◆ **Task to complete**: Once you have counted the lines below that contain "true", give that number and nothing else.

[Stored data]
=== Begin Enclosure ===
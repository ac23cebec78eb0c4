use axum::{
    extract::FromRequestParts,
    http::request::Parts,
    response::{IntoResponse as _, Response},
};
use reqwest::StatusCode;
use time::Duration;
use tracing::error;

pub use tower_cookies::cookie::SameSite;
pub use tower_cookies::Cookie;

use crate::state::AppState;

/// Cookie holding the anti-forgery value between login and callback
pub const OAUTH_STATE_COOKIE_NAME: &str = "oauth_state";

/// How long a login attempt may take before its state cookie lapses
pub const OAUTH_STATE_TTL_MINUTES: i64 = 10;

const OAUTH_STATE_COOKIE_PATH: &str = "/auth";

pub struct CookieJar {
    cookies: tower_cookies::Cookies,
    state: AppState,
}

#[async_trait::async_trait]
impl FromRequestParts<AppState> for CookieJar {
    type Rejection = Response;

    async fn from_request_parts(
        parts: &mut Parts,
        state: &AppState,
    ) -> Result<Self, Self::Rejection> {
        let cookies = match tower_cookies::Cookies::from_request_parts(parts, state).await {
            Ok(cookies) => cookies,
            Err(_) => {
                error!("Failed to extract cookies from request");
                return Err(StatusCode::INTERNAL_SERVER_ERROR.into_response());
            }
        };

        Ok(CookieJar {
            cookies,
            state: state.clone(),
        })
    }
}

impl CookieJar {
    /// Add a plain cookie
    pub fn add(&self, cookie: Cookie<'static>) {
        self.cookies.add(cookie);
    }

    /// Get a plain cookie by name
    pub fn get(&self, name: &str) -> Option<Cookie<'static>> {
        self.cookies.get(name).map(Cookie::into_owned)
    }

    /// Removes the plain `cookie` from the browser
    pub fn remove(&self, cookie: Cookie<'static>) {
        self.cookies.remove(cookie);
    }

    /// Remember the anti-forgery value for this browser, encrypted
    pub fn set_oauth_state(&self, value: String) {
        let secure = self.state.config.session.cookie_secure;
        self.cookies
            .private(&self.state.cookie_key)
            .add(oauth_state_cookie(value, secure));
    }

    /// Read and forget the anti-forgery value; each one is good for a single callback
    pub fn take_oauth_state(&self) -> Option<String> {
        let private = self.cookies.private(&self.state.cookie_key);
        let value = private
            .get(OAUTH_STATE_COOKIE_NAME)
            .map(|cookie| cookie.value().to_string());

        let mut removal = Cookie::from(OAUTH_STATE_COOKIE_NAME);
        removal.set_path(OAUTH_STATE_COOKIE_PATH);
        private.remove(removal);

        value
    }
}

/// Builds the short-lived cookie carrying the anti-forgery value
pub fn oauth_state_cookie(value: String, secure: bool) -> Cookie<'static> {
    let mut cookie = Cookie::new(OAUTH_STATE_COOKIE_NAME, value);
    cookie.set_path(OAUTH_STATE_COOKIE_PATH);
    cookie.set_http_only(true);
    // Lax so the cookie rides along on the provider's top-level redirect back
    cookie.set_same_site(SameSite::Lax);
    cookie.set_secure(secure);
    cookie.set_max_age(Duration::minutes(OAUTH_STATE_TTL_MINUTES));
    cookie
}

#[cfg(test)]
mod tests {
    use super::*;

    #[test]
    fn test_oauth_state_cookie_attributes() {
        let cookie = oauth_state_cookie("abc".to_string(), true);

        assert_eq!(cookie.name(), OAUTH_STATE_COOKIE_NAME);
        assert_eq!(cookie.value(), "abc");
        assert_eq!(cookie.path(), Some("/auth"));
        assert_eq!(cookie.http_only(), Some(true));
        assert_eq!(cookie.same_site(), Some(SameSite::Lax));
        assert_eq!(cookie.secure(), Some(true));
        assert_eq!(cookie.max_age(), Some(Duration::minutes(10)));
    }

    #[test]
    fn test_oauth_state_cookie_can_be_relaxed_for_local_development() {
        let cookie = oauth_state_cookie("abc".to_string(), false);

        assert_eq!(cookie.secure(), Some(false));
    }
}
=== End Enclosure ===
◆ **Finished exercise**: 4